_WHAT NEEDS TO BE DONE_: From the listing below, set down exactly the lines between the one holding "the Jira client." and the one holding "pub use http::HttpTransport;", inclusive. No other line is wanted.

_DATA PROVIDED_:
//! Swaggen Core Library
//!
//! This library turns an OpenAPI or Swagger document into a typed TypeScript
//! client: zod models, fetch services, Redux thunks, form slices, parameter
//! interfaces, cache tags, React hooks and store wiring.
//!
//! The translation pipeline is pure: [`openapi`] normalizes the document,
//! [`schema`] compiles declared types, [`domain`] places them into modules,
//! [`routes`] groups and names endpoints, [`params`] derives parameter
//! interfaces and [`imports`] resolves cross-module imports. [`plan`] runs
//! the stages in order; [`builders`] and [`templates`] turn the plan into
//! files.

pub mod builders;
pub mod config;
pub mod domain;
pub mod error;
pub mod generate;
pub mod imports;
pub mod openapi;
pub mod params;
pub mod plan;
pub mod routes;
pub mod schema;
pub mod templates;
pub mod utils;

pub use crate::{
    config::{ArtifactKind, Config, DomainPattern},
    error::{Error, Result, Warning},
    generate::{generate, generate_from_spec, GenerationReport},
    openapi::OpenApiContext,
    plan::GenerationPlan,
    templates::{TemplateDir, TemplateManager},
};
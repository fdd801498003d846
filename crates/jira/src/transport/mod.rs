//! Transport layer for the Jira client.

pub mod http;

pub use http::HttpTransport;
---
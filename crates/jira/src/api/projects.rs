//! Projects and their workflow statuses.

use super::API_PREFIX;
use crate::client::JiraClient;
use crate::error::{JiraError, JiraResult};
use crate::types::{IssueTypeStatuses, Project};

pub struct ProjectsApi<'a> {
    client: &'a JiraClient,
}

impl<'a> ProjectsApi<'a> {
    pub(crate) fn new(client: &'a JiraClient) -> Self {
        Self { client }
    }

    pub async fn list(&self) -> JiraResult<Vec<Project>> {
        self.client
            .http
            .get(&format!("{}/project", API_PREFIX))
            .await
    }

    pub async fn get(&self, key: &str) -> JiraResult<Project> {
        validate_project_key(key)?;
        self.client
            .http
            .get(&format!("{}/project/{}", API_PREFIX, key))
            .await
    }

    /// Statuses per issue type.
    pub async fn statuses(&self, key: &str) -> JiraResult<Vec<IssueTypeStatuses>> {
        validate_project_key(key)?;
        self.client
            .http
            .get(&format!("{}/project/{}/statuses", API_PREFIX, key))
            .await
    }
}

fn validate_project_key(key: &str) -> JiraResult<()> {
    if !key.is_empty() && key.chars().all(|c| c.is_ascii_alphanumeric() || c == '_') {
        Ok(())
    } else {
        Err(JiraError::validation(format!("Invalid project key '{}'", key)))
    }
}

_ANSWER AREA_:
//! Transport layer for the Jira client.

pub mod http;

pub use http::HttpTransport;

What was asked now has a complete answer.